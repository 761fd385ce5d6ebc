//! Todo lifecycle management for Taskdesk.
//!
//! This module implements the task lifecycle and query engine: date and
//! status normalisation on every write path, monotonic identifier
//! assignment, registry/store consistency under a single writer lock, and
//! the derived overdue/finished/due-on views. The module follows hexagonal
//! architecture:
//!
//! - Domain types in [`domain`]
//! - Port contracts in [`ports`]
//! - Adapter implementations in [`adapters`]
//! - Orchestration services in [`services`]

pub mod adapters;
pub mod domain;
pub mod ports;
pub mod services;

#[cfg(test)]
mod tests;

Directions: Copy the line containing "writer lock, and" exactly. Then copy every line after it through the end of the listing, and nothing more.

Problem solution:
//! assignment, registry/store consistency under a single writer lock, and
//! the derived overdue/finished/due-on views. The module follows hexagonal
//! architecture:
//!
//! - Domain types in [`domain`]
//! - Port contracts in [`ports`]
//! - Adapter implementations in [`adapters`]
//! - Orchestration services in [`services`]

pub mod adapters;
pub mod domain;
pub mod ports;
pub mod services;

#[cfg(test)]
mod tests;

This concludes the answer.